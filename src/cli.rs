use clap::{Parser, Subcommand};
use lead_relay::logging::LogFormat;
use std::path::PathBuf;

#[derive(Parser, Debug)]
#[command(name = "lead-relay", version, about = "Landing page form relay and subscriber bot")]
pub struct Cli {
    /// Configuration file path
    #[arg(short, long, default_value = "config.toml", global = true)]
    pub config: PathBuf,

    /// Log output format: text or json
    #[arg(long, default_value = "text", env = "LEAD_RELAY_LOG_FORMAT", global = true)]
    pub log_format: LogFormat,

    #[command(subcommand)]
    pub command: Option<Commands>,
}

#[derive(Subcommand, Debug, Clone)]
pub enum Commands {
    /// Run the HTTP service (default)
    Serve,

    /// Register the webhook URL with the Bot API
    SetWebhook {
        /// Webhook URL (defaults to telegram.webhook_url)
        #[arg(short, long)]
        url: Option<String>,
    },

    /// Remove the registered webhook
    DeleteWebhook,

    /// Send a test contact submission to every recipient
    NotifyTest {
        #[arg(long, default_value = "Тестовый Пользователь")]
        name: String,

        #[arg(long, default_value = "+7 (999) 123-45-67")]
        phone: String,

        #[arg(long, default_value = "Это тестовое уведомление от системы")]
        comment: String,
    },

    /// Show subscriber statistics and the subscriber list
    Subscribers,

    /// Print a renovation estimate
    Quote {
        /// Apartment area in square metres
        #[arg(short, long, default_value_t = lead_relay::calculator::DEFAULT_AREA)]
        area: u32,

        /// Secondary housing instead of a new build
        #[arg(long)]
        secondary: bool,

        /// Include a design project
        #[arg(long)]
        design: bool,

        /// Demolition required (secondary housing only)
        #[arg(long)]
        demolition: bool,
    },

    /// Configuration management commands
    Config {
        #[command(subcommand)]
        action: ConfigCommands,
    },

    /// Show version information
    Version,
}

#[derive(Subcommand, Debug, Clone)]
pub enum ConfigCommands {
    /// Display current configuration (with secrets masked)
    Show,

    /// Validate configuration file
    Validate,
}

impl Cli {
    /// Get the command to execute, defaulting to Serve if none provided
    pub fn get_command(&self) -> Commands {
        self.command.clone().unwrap_or(Commands::Serve)
    }
}
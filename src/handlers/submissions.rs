use axum::{extract::State, http::StatusCode, response::IntoResponse, Json};
use serde_json::json;

use crate::{form::FormSubmission, handlers::AppState};

/// Handle /api/submissions
///
/// Relays a landing-page form to every recipient. Answers 502 when no
/// recipient could be reached; per-recipient failures are only logged.
pub async fn handle_submission(
    State(state): State<AppState>,
    Json(form): Json<FormSubmission>,
) -> impl IntoResponse {
    let config = state.config.load();

    let report = state
        .notifier
        .notify(
            &form,
            &config.telegram.recipient_chat_ids,
            config.messages.utc_offset(),
        )
        .await;

    let status = if report.is_success() {
        StatusCode::OK
    } else {
        StatusCode::BAD_GATEWAY
    };

    (
        status,
        Json(json!({
            "success": report.is_success(),
            "recipients": report.recipients,
            "delivered": report.delivered,
            "failed": report.failed,
        })),
    )
}
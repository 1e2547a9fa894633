pub mod bot;
pub mod calculator;
pub mod config;
pub mod error;
pub mod form;
pub mod format;
pub mod handlers;
pub mod logging;
pub mod metrics;
pub mod notifier;
pub mod server;
pub mod signals;
pub mod store;
pub mod telegram;

pub use logging::init_tracing;
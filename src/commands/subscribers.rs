use anyhow::Result;
use chrono::Utc;
use colored::Colorize;
use lead_relay::{
    config,
    format::format_date,
    store::{SubscriberStats, SubscriberStore},
};
use std::path::Path;

/// Execute the subscribers command
pub async fn execute(config_path: &Path) -> Result<()> {
    let cfg = config::load_config(config_path)?;
    let store = SubscriberStore::new(cfg.storage.subscribers_file.clone());

    let subscribers = store.load().await?;
    let stats = SubscriberStats::compute(&subscribers, Utc::now());
    let offset = cfg.messages.utc_offset();

    println!("{}", "Subscribers:".bold());
    println!("  {}: {}", "File".cyan(), store.path().display());
    println!("  {}: {}", "Total".cyan(), stats.total);
    println!("  {}: {}", "Last 7 days".cyan(), stats.recent);
    println!();

    for (idx, subscriber) in subscribers.iter().enumerate() {
        println!(
            "  {}. {} {} {} - {}",
            idx + 1,
            subscriber.chat_id,
            subscriber.first_name.as_deref().unwrap_or("-"),
            subscriber
                .username
                .as_deref()
                .map(|u| format!("(@{})", u))
                .unwrap_or_default(),
            format_date(subscriber.subscribed_at.with_timezone(&offset))
        );
    }

    println!();
    println!(
        "  {}: {}",
        "Static recipients".cyan(),
        cfg.telegram.recipient_chat_ids.len()
    );

    Ok(())
}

-.-.-

WORK TO COMPLETE: Copy all the records exactly so that no character differs from the source.

ANSWER TO THIS PROBLEM:
filename src/cli.rs
use clap::{Parser, Subcommand};
use lead_relay::logging::LogFormat;
use std::path::PathBuf;

#[derive(Parser, Debug)]
#[command(name = "lead-relay", version, about = "Landing page form relay and subscriber bot")]
pub struct Cli {
    /// Configuration file path
    #[arg(short, long, default_value = "config.toml", global = true)]
    pub config: PathBuf,

    /// Log output format: text or json
    #[arg(long, default_value = "text", env = "LEAD_RELAY_LOG_FORMAT", global = true)]
    pub log_format: LogFormat,

    #[command(subcommand)]
    pub command: Option<Commands>,
}

#[derive(Subcommand, Debug, Clone)]
pub enum Commands {
    /// Run the HTTP service (default)
    Serve,

    /// Register the webhook URL with the Bot API
    SetWebhook {
        /// Webhook URL (defaults to telegram.webhook_url)
        #[arg(short, long)]
        url: Option<String>,
    },

    /// Remove the registered webhook
    DeleteWebhook,

    /// Send a test contact submission to every recipient
    NotifyTest {
        #[arg(long, default_value = "Тестовый Пользователь")]
        name: String,

        #[arg(long, default_value = "+7 (999) 123-45-67")]
        phone: String,

        #[arg(long, default_value = "Это тестовое уведомление от системы")]
        comment: String,
    },

    /// Show subscriber statistics and the subscriber list
    Subscribers,

    /// Print a renovation estimate
    Quote {
        /// Apartment area in square metres
        #[arg(short, long, default_value_t = lead_relay::calculator::DEFAULT_AREA)]
        area: u32,

        /// Secondary housing instead of a new build
        #[arg(long)]
        secondary: bool,

        /// Include a design project
        #[arg(long)]
        design: bool,

        /// Demolition required (secondary housing only)
        #[arg(long)]
        demolition: bool,
    },

    /// Configuration management commands
    Config {
        #[command(subcommand)]
        action: ConfigCommands,
    },

    /// Show version information
    Version,
}

#[derive(Subcommand, Debug, Clone)]
pub enum ConfigCommands {
    /// Display current configuration (with secrets masked)
    Show,

    /// Validate configuration file
    Validate,
}

impl Cli {
    /// Get the command to execute, defaulting to Serve if none provided
    pub fn get_command(&self) -> Commands {
        self.command.clone().unwrap_or(Commands::Serve)
    }
}
filename src/handlers/submissions.rs
use axum::{extract::State, http::StatusCode, response::IntoResponse, Json};
use serde_json::json;

use crate::{form::FormSubmission, handlers::AppState};

/// Handle /api/submissions
///
/// Relays a landing-page form to every recipient. Answers 502 when no
/// recipient could be reached; per-recipient failures are only logged.
pub async fn handle_submission(
    State(state): State<AppState>,
    Json(form): Json<FormSubmission>,
) -> impl IntoResponse {
    let config = state.config.load();

    let report = state
        .notifier
        .notify(
            &form,
            &config.telegram.recipient_chat_ids,
            config.messages.utc_offset(),
        )
        .await;

    let status = if report.is_success() {
        StatusCode::OK
    } else {
        StatusCode::BAD_GATEWAY
    };

    (
        status,
        Json(json!({
            "success": report.is_success(),
            "recipients": report.recipients,
            "delivered": report.delivered,
            "failed": report.failed,
        })),
    )
}
repository 1e2547a9fa894633
pub mod bot;
pub mod calculator;
pub mod config;
pub mod error;
pub mod form;
pub mod format;
pub mod handlers;
pub mod logging;
pub mod metrics;
pub mod notifier;
pub mod server;
pub mod signals;
pub mod store;
pub mod telegram;

pub use logging::init_tracing;
filename src/commands/subscribers.rs
use anyhow::Result;
use chrono::Utc;
use colored::Colorize;
use lead_relay::{
    config,
    format::format_date,
    store::{SubscriberStats, SubscriberStore},
};
use std::path::Path;

/// Execute the subscribers command
pub async fn execute(config_path: &Path) -> Result<()> {
    let cfg = config::load_config(config_path)?;
    let store = SubscriberStore::new(cfg.storage.subscribers_file.clone());

    let subscribers = store.load().await?;
    let stats = SubscriberStats::compute(&subscribers, Utc::now());
    let offset = cfg.messages.utc_offset();

    println!("{}", "Subscribers:".bold());
    println!("  {}: {}", "File".cyan(), store.path().display());
    println!("  {}: {}", "Total".cyan(), stats.total);
    println!("  {}: {}", "Last 7 days".cyan(), stats.recent);
    println!();

    for (idx, subscriber) in subscribers.iter().enumerate() {
        println!(
            "  {}. {} {} {} - {}",
            idx + 1,
            subscriber.chat_id,
            subscriber.first_name.as_deref().unwrap_or("-"),
            subscriber
                .username
                .as_deref()
                .map(|u| format!("(@{})", u))
                .unwrap_or_default(),
            format_date(subscriber.subscribed_at.with_timezone(&offset))
        );
    }

    println!();
    println!(
        "  {}: {}",
        "Static recipients".cyan(),
        cfg.telegram.recipient_chat_ids.len()
    );

    Ok(())
}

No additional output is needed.